Certain errors complained of by the appellant may be briefly disposed of. The objection that the executrix and executors of the estate of the deceased defendant in the state of Washington were allowed to appear and defend the action was expressly waived in the court below, and no motion was made to strike out their answer, the verification of which, by the attorney for the defendants, complied with the requirements of the code.

[2] It was not error to refuse to allow the witness, Mrs. Foltz, to testify regarding the date of the divorce action from a record of the Title Guaranty and Trust Company, which was not made by the witness, or under her direction. [3] The evidence of the plaintiff that she knew her husband, the defendant, was served with summons in the divorce action in San Francisco, was based on hearsay, and was properly excluded. Neither was it error to refuse to permit plaintiff's counsel to show by tests of her recollection that she had a remarkable memory.

[4] The appellant urges as one of the grounds of her appeal that the court erred in refusing to allow the plaintiff to testify as to conversations had by her with the defendant subsequent to a divorce action, for the purpose of showing that he was served personally in the city and county of San Francisco, that he knew a divorce had been granted, and that he knew the amount of the permanent maintenance, and the other facts contained in the decree of divorce. On this ground the evidence was immaterial in a proceeding to restore the lost record, and was properly excluded, regardless of the other reasons urged by respondents in their objections, and which seem to have been favored by the lower court. The claim that the rejected testimony would have had some bearing on the matter of laches of the petitioner appears to be an afterthought. Such contention was not made in the lower court.

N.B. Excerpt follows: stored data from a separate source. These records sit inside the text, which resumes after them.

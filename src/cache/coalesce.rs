use std::{collections::HashMap, future::Future, sync::Arc};

use parking_lot::Mutex;
use tokio::sync::OnceCell;

type CallMap<T> = Mutex<HashMap<String, Arc<OnceCell<T>>>>;

/// Collapses concurrent calls for the same key into one execution.
///
/// Every caller that joins while a call is running gets a clone of its
/// outcome, failures included. The slot is dropped as soon as the call
/// finishes, so nothing outlives the in-flight window. If the running caller
/// is cancelled, one of the waiters picks the call up.
pub struct InFlight<T> {
    calls: CallMap<T>,
}

impl<T> Default for InFlight<T> {
    fn default() -> Self {
        Self {
            calls: Mutex::new(HashMap::new()),
        }
    }
}

impl<T: Clone> InFlight<T> {
    pub fn new() -> Self {
        Self::default()
    }

    pub async fn run<F, Fut>(&self, key: &str, call: F) -> T
    where
        F: FnOnce() -> Fut,
        Fut: Future<Output = T>,
    {
        let slot = Arc::clone(self.calls.lock().entry(key.to_string()).or_default());
        let leave = Leave {
            calls: &self.calls,
            key,
            slot,
        };
        leave.slot.get_or_init(call).await.clone()
    }
}

/// Drops the map slot once its call has an outcome, or once the last caller
/// interested in an unfinished call goes away.
struct Leave<'a, T> {
    calls: &'a CallMap<T>,
    key: &'a str,
    slot: Arc<OnceCell<T>>,
}

impl<T> Drop for Leave<'_, T> {
    fn drop(&mut self) {
        let mut calls = self.calls.lock();
        let Some(current) = calls.get(self.key) else {
            return;
        };
        // The map and this guard are the only references: nobody else waits.
        if Arc::ptr_eq(current, &self.slot)
            && (self.slot.initialized() || Arc::strong_count(&self.slot) == 2)
        {
            calls.remove(self.key);
        }
    }
}

#[cfg(test)]
mod tests {
    use super::*;
    use std::{
        sync::atomic::{AtomicUsize, Ordering},
        time::Duration,
    };

    async fn spawn_callers<T: Clone + Send + Sync + 'static>(
        inflight: &Arc<InFlight<T>>,
        calls: &Arc<AtomicUsize>,
        count: usize,
        outcome: T,
    ) -> Vec<T> {
        let tasks: Vec<_> = (0..count)
            .map(|_| {
                let inflight = Arc::clone(inflight);
                let calls = Arc::clone(calls);
                let outcome = outcome.clone();
                tokio::spawn(async move {
                    inflight
                        .run("lodash", || async move {
                            calls.fetch_add(1, Ordering::SeqCst);
                            tokio::time::sleep(Duration::from_millis(50)).await;
                            outcome
                        })
                        .await
                })
            })
            .collect();

        let mut outcomes = Vec::new();
        for task in tasks {
            outcomes.push(task.await.unwrap());
        }
        outcomes
    }

    #[tokio::test]
    async fn concurrent_callers_share_one_call() {
        let inflight = Arc::new(InFlight::new());
        let calls = Arc::new(AtomicUsize::new(0));

        let outcomes = spawn_callers(&inflight, &calls, 8, 42u32).await;

        assert_eq!(outcomes, vec![42; 8]);
        assert_eq!(calls.load(Ordering::SeqCst), 1);
        assert!(inflight.calls.lock().is_empty());
    }

    #[tokio::test]
    async fn failures_are_shared_too() {
        let inflight = Arc::new(InFlight::<Result<u32, Arc<String>>>::new());
        let calls = Arc::new(AtomicUsize::new(0));

        let outcomes =
            spawn_callers(&inflight, &calls, 8, Err(Arc::new("timed out".to_string()))).await;

        assert!(outcomes.iter().all(|outcome| outcome.is_err()));
        assert_eq!(calls.load(Ordering::SeqCst), 1);
    }

    #[tokio::test]
    async fn finished_call_is_not_remembered() {
        let inflight = InFlight::new();
        let calls = AtomicUsize::new(0);
        let counter = &calls;

        for _ in 0..3 {
            inflight
                .run("lodash", || async move {
                    counter.fetch_add(1, Ordering::SeqCst);
                })
                .await;
        }
        assert_eq!(calls.load(Ordering::SeqCst), 3);
        assert!(inflight.calls.lock().is_empty());
    }

    #[tokio::test]
    async fn different_keys_run_independently() {
        let inflight = InFlight::new();
        let first = inflight.run("react", || async {
            tokio::time::sleep(Duration::from_millis(50)).await;
            1
        });
        let second = inflight.run("vue", || async { 2 });
        assert_eq!(tokio::join!(first, second), (1, 2));
    }

    #[tokio::test]
    async fn cancelled_caller_hands_over() {
        let inflight = Arc::new(InFlight::new());

        let abandoned = {
            let inflight = Arc::clone(&inflight);
            tokio::spawn(async move {
                inflight
                    .run("pkg", || async {
                        tokio::time::sleep(Duration::from_secs(60)).await;
                        "never"
                    })
                    .await
            })
        };
        tokio::time::sleep(Duration::from_millis(20)).await;
        abandoned.abort();
        assert!(abandoned.await.unwrap_err().is_cancelled());
        assert!(inflight.calls.lock().is_empty());

        assert_eq!(inflight.run("pkg", || async { "fresh" }).await, "fresh");
    }
}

The alleged facts as to the contents of the destroyed documents were fairly presented by the amended petition for the *749 restoration, and the action of the court in not permitting certain minor amendments was not prejudicial to the rights of the petitioner. [5] The motion for a new trial was properly denied. No statutory provision has been called to our attention permitting a retrial of the limited, and special, proceedings provided for the restoration of lost or destroyed records.

The order is affirmed.

Richards, J., and Welch, J., pro tem., concurred.